Genelkurmay Başkanı Necdet Özel, ziyaret ettiği Balyoz hükümlülerine “Görevlerinize döneceksiniz Aksi halde ben de istifa ederim” demişti. Cezaları kesinleşen askerler komutanlarına böyle seslendi
Ankara Yargıtay 9. Ceza Dairesi’nin “Balyoz Davası” ile ilgili kararını açıklamasından sonra, sanık avukatlarından Şule Nazlıoğlu, aralarında Kurmay Albay Mustafa Önsel’in de bulunduğu komutanlarla bir araya geldi. Nazlıoğlu, Mamak Cezaevi’nde görüştüğü askerlerin gündeme dair görüşlerini dinledi.

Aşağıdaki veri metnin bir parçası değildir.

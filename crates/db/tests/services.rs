//! Integration tests for creating live services from templates.

use agency_core::error::CoreError;
use agency_core::service_template::{
    MilestoneBlueprint, MilestoneStatus, ServiceStatus, TaskBlueprint, TaskPriority, TaskStatus,
    TaskVisibility, TemplateBlueprint,
};
use agency_core::types::CalendarDate;
use agency_db::models::client::CreateClient;
use agency_db::models::service::CreateService;
use agency_db::repositories::{
    ClientRepo, MilestoneRepo, ServiceRepo, ServiceTemplateRepo, TaskRepo,
};
use agency_db::DbError;
use assert_matches::assert_matches;
use chrono::NaiveDate;
use sqlx::PgPool;

// ---------------------------------------------------------------------------
// Helpers
// ---------------------------------------------------------------------------

fn date(y: i32, m: u32, d: u32) -> CalendarDate {
    NaiveDate::from_ymd_opt(y, m, d).unwrap()
}

fn seo_blueprint() -> TemplateBlueprint {
    TemplateBlueprint {
        name: "SEO Campaign".to_string(),
        description: None,
        color: None,
        is_default: false,
        milestones: vec![
            MilestoneBlueprint {
                name: "Audit".to_string(),
                description: None,
                position: 0,
                relative_start_days: 0,
                relative_due_days: 14,
                tasks: vec![TaskBlueprint {
                    title: "Technical crawl".to_string(),
                    description: None,
                    position: 0,
                    priority: TaskPriority::High,
                    visibility: TaskVisibility::Internal,
                    estimated_hours: Some(6.0),
                    relative_due_days: 3,
                }],
            },
            MilestoneBlueprint {
                name: "Reporting".to_string(),
                description: None,
                position: 1,
                relative_start_days: 44,
                relative_due_days: 90,
                tasks: vec![TaskBlueprint {
                    title: "Monthly report".to_string(),
                    description: None,
                    position: 0,
                    priority: TaskPriority::Medium,
                    visibility: TaskVisibility::Client,
                    estimated_hours: None,
                    relative_due_days: 16,
                }],
            },
        ],
    }
}

async fn client_id(pool: &PgPool) -> i64 {
    ClientRepo::find_or_create(
        pool,
        None,
        &CreateClient {
            name: "Acme Corp".to_string(),
            company: Some("Acme".to_string()),
            email: Some("ops@acme.test".to_string()),
        },
    )
    .await
    .unwrap()
    .id
}

fn new_service(client_id: i64, start: CalendarDate) -> CreateService {
    CreateService {
        client_id,
        name: "Acme SEO".to_string(),
        description: None,
        start_date: start,
        budget: Some(4500.0),
        status: None,
    }
}

// ---------------------------------------------------------------------------
// Tests
// ---------------------------------------------------------------------------

#[sqlx::test(migrations = "../../db/migrations")]
async fn test_create_from_template_resolves_dates(pool: PgPool) {
    let template = ServiceTemplateRepo::create_from_blueprint(&pool, None, &seo_blueprint())
        .await
        .unwrap();
    let client = client_id(&pool).await;

    let created = ServiceRepo::create_from_template(
        &pool,
        None,
        template.id,
        &new_service(client, date(2024, 3, 1)),
    )
    .await
    .unwrap();

    assert_eq!(created.service.template_id, Some(template.id));
    assert_eq!(created.service.status, "planning");
    assert_eq!(created.milestones.len(), 2);
    assert_eq!(created.milestones[0].start_date, date(2024, 3, 1));
    assert_eq!(created.milestones[0].due_date, date(2024, 3, 15));
    assert_eq!(created.milestones[1].start_date, date(2024, 4, 14));
    assert_eq!(created.milestones[1].due_date, date(2024, 5, 30));

    assert_eq!(created.tasks.len(), 2);
    assert_eq!(created.tasks[0].due_date, Some(date(2024, 3, 4)));
    assert_eq!(created.tasks[1].due_date, Some(date(2024, 4, 30)));
    assert_eq!(created.tasks[1].visibility, "client");
}

#[sqlx::test(migrations = "../../db/migrations")]
async fn test_find_with_structure_matches_created(pool: PgPool) {
    let template = ServiceTemplateRepo::create_from_blueprint(&pool, None, &seo_blueprint())
        .await
        .unwrap();
    let client = client_id(&pool).await;
    let created = ServiceRepo::create_from_template(
        &pool,
        None,
        template.id,
        &new_service(client, date(2025, 1, 6)),
    )
    .await
    .unwrap();

    let loaded = ServiceRepo::find_with_structure(&pool, created.service.id)
        .await
        .unwrap()
        .unwrap();
    assert_eq!(loaded.milestones.len(), 2);
    assert_eq!(loaded.tasks.len(), 2);
    assert_eq!(loaded.tasks[0].title, "Technical crawl");

    let per_milestone = TaskRepo::list_by_milestone(&pool, loaded.milestones[1].id)
        .await
        .unwrap();
    assert_eq!(per_milestone.len(), 1);
    assert_eq!(per_milestone[0].title, "Monthly report");
}

#[sqlx::test(migrations = "../../db/migrations")]
async fn test_missing_template_is_not_found(pool: PgPool) {
    let client = client_id(&pool).await;
    let err = ServiceRepo::create_from_template(
        &pool,
        None,
        424_242,
        &new_service(client, date(2024, 1, 1)),
    )
    .await
    .unwrap_err();
    assert_matches!(err, DbError::Core(CoreError::NotFound { .. }));
}

#[sqlx::test(migrations = "../../db/migrations")]
async fn test_invalid_status_is_rejected_before_insert(pool: PgPool) {
    let client = client_id(&pool).await;
    let mut input = new_service(client, date(2024, 1, 1));
    input.status = Some("paused".to_string());

    let err = ServiceRepo::create(&pool, None, &input).await.unwrap_err();
    assert_matches!(err, DbError::Core(CoreError::Validation(_)));
    assert!(ServiceRepo::list_by_client(&pool, client).await.unwrap().is_empty());
}

#[sqlx::test(migrations = "../../db/migrations")]
async fn test_invalid_blueprint_creates_no_service(pool: PgPool) {
    let client = client_id(&pool).await;
    let mut blueprint = seo_blueprint();
    blueprint.milestones[0].tasks[0].estimated_hours = Some(-1.0);

    let err = ServiceRepo::create_from_blueprint(
        &pool,
        None,
        None,
        &blueprint,
        &new_service(client, date(2024, 1, 1)),
    )
    .await
    .unwrap_err();
    assert_matches!(err, DbError::Core(CoreError::Validation(_)));
    assert!(ServiceRepo::list_by_client(&pool, client).await.unwrap().is_empty());
}

#[sqlx::test(migrations = "../../db/migrations")]
async fn test_status_updates(pool: PgPool) {
    let client = client_id(&pool).await;
    let service = ServiceRepo::create(&pool, None, &new_service(client, date(2024, 1, 1)))
        .await
        .unwrap();

    assert!(ServiceRepo::update_status(&pool, service.id, ServiceStatus::Active)
        .await
        .unwrap());
    let reloaded = ServiceRepo::find_by_id(&pool, service.id).await.unwrap().unwrap();
    assert_eq!(reloaded.status, "active");
    assert!(MilestoneRepo::list_by_service(&pool, service.id)
        .await
        .unwrap()
        .is_empty());
}

#[sqlx::test(migrations = "../../db/migrations")]
async fn test_client_find_or_create_is_idempotent(pool: PgPool) {
    let first = client_id(&pool).await;
    let second = client_id(&pool).await;
    assert_eq!(first, second);
    let found = ClientRepo::find_by_name(&pool, "Acme Corp").await.unwrap().unwrap();
    assert_eq!(found.id, first);
}

#[sqlx::test(migrations = "../../db/migrations")]
async fn test_milestone_and_task_status_updates(pool: PgPool) {
    let client = client_id(&pool).await;
    let created = ServiceRepo::create_from_blueprint(
        &pool,
        None,
        None,
        &seo_blueprint(),
        &new_service(client, date(2024, 3, 1)),
    )
    .await
    .unwrap();
    assert_eq!(created.milestones[0].status, "upcoming");
    assert_eq!(created.tasks[0].status, "todo");

    let milestone = created.milestones[0].id;
    let task = created.tasks[0].id;
    assert!(MilestoneRepo::update_status(&pool, milestone, MilestoneStatus::InProgress)
        .await
        .unwrap());
    assert!(TaskRepo::update_status(&pool, task, TaskStatus::Done)
        .await
        .unwrap());

    let loaded = ServiceRepo::find_with_structure(&pool, created.service.id)
        .await
        .unwrap()
        .unwrap();
    assert_eq!(loaded.milestones[0].status, "in_progress");
    assert_eq!(loaded.milestones[1].status, "upcoming");
    assert_eq!(loaded.tasks[0].status, "done");

    assert!(!MilestoneRepo::update_status(&pool, 999_999, MilestoneStatus::Completed)
        .await
        .unwrap());
    assert!(!TaskRepo::update_status(&pool, 999_999, TaskStatus::InProgress)
        .await
        .unwrap());
}

#[sqlx::test(migrations = "../../db/migrations")]
async fn test_delete_service_cascades(pool: PgPool) {
    let template = ServiceTemplateRepo::create_from_blueprint(&pool, None, &seo_blueprint())
        .await
        .unwrap();
    let client = client_id(&pool).await;
    let created = ServiceRepo::create_from_template(
        &pool,
        None,
        template.id,
        &new_service(client, date(2024, 3, 1)),
    )
    .await
    .unwrap();
    let milestone = created.milestones[0].id;

    assert!(ServiceRepo::delete(&pool, created.service.id).await.unwrap());
    assert!(!ServiceRepo::delete(&pool, created.service.id).await.unwrap());
    assert!(ServiceRepo::find_by_id(&pool, created.service.id)
        .await
        .unwrap()
        .is_none());
    assert!(TaskRepo::list_by_milestone(&pool, milestone)
        .await
        .unwrap()
        .is_empty());

    // The template is untouched.
    assert!(ServiceTemplateRepo::load_blueprint(&pool, template.id)
        .await
        .unwrap()
        .is_some());
}

#[sqlx::test(migrations = "../../db/migrations")]
async fn test_find_by_client_and_name(pool: PgPool) {
    let client = client_id(&pool).await;
    assert!(ServiceRepo::find_by_client_and_name(&pool, client, "Acme SEO")
        .await
        .unwrap()
        .is_none());

    let service = ServiceRepo::create(&pool, None, &new_service(client, date(2024, 1, 1)))
        .await
        .unwrap();
    let found = ServiceRepo::find_by_client_and_name(&pool, client, "Acme SEO")
        .await
        .unwrap()
        .unwrap();
    assert_eq!(found.id, service.id);

    let found_client = ClientRepo::find_by_id(&pool, client).await.unwrap().unwrap();
    assert_eq!(found_client.name, "Acme Corp");
    assert!(ClientRepo::find_by_id(&pool, client + 1000).await.unwrap().is_none());
}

Avukat Şule Nazlıoğlu, Albay Mustafa Önsel’in anlattıklarını SÖZCÜ’ YE şöyle aktardı: “Orgeneral Necdet Özel, Genelkurmay Başkanlığı görevine atandıktan yaklaşık 2 ay sonra Hasdal Askeri Cezaevi‘ne geldi…

‘İfadelerinizi kısa tutun’

Her kuvvetin kıdemli rütbelilerinden 4 kişi çağırıldı. Orgeneral Bilgin Balanlı, Korgeneral Nejat Bek, Koramiral Kadir Sağdıç, Tümgeneral Halil Helvacıoğlu ile görüştü. O görüşmede, cezaevinde bulunan komutanlara iletilmek üzere söyledikleri not alındı. Genelkurmay Başkanı Orgeneral Özel’in, ‘Dava dosyasını hukukçulara incelettirdim. Hepinizin suçsuz olduğunu biliyorum. Hepiniz göreve dönecek şekilde hazır olun. Sorgu ifadelerinizi kısa tutun. Mahkeme heyetiyle tartışmaya girmeyin. İyi şeyler olacağına inanıyorum. Ben masaya yumruğumu vurarak işleri halletmem. Ben müzakere yoluyla işleri hallederim. Halledemezsem diğerleri gibi çeker giderimdediğini komutanlarımız gelip bize anlattılar. Biz de komutanımızın bu önerilerini dikkate aldık. Arkasından aynı Telkini Balyoz Davası Hâkimi de sanıklara yapıyor: “Savunmalarınızı kısa tutun, işi hızlandıralım…” diyerek. Özel paşa ile Hakimin örtüşen telkinleri….! (Dün akşam HalkTV’de Avukat Nazlıoğlu’nun açıklamalarından)

‘Ne zaman istifa edecek’

İfadelerimizi kısa tuttuk. Hatta bizdeki bu değişikliğe avukatlarımız da şaşırdı. Hakkımızda verilen mahkûmiyetler kesinleşti. Bırakın görevimize dönmeyi hepimiz ağır cezalar aldık. Şimdi, biz Mamak’ta bulunan Balyoz Davası hükümlüleri olarak soruyoruz: Komutanımız ne zaman istifa edecek, verdiği sözü yerine getirecek mi?” Avukat Nazlıoğlu, Mustafa Önsel tarafından kendisine kamuoyuna açıklaması için söylendiğini belirtti ve bu sözlerin cezaevinde bulunan diğer askerler tarafından da onaylandığını kaydetti.

‘Para istenmesi üzdü’

Yargıtay’ın 238 asker hakkında verilen mahkûmiyet kararından sonra, sanık avukatlarından bazıları, dosyanın Yargıtay Ceza Genel Kurulu tarafından incelenmesi için Yargıtay Cumhuriyet Başsavcılığı’na başvurdu.
Anayasa Mahkemesi’ne de ceza alan sanıklar adına bireysel başvuru yapacaklarını belirten Avukat Nazlıoğlu, bazı avukatların başvuru için sanıklardan para istenmesinin sanıkları hayli üzdüğünü sözlerine ekledi.”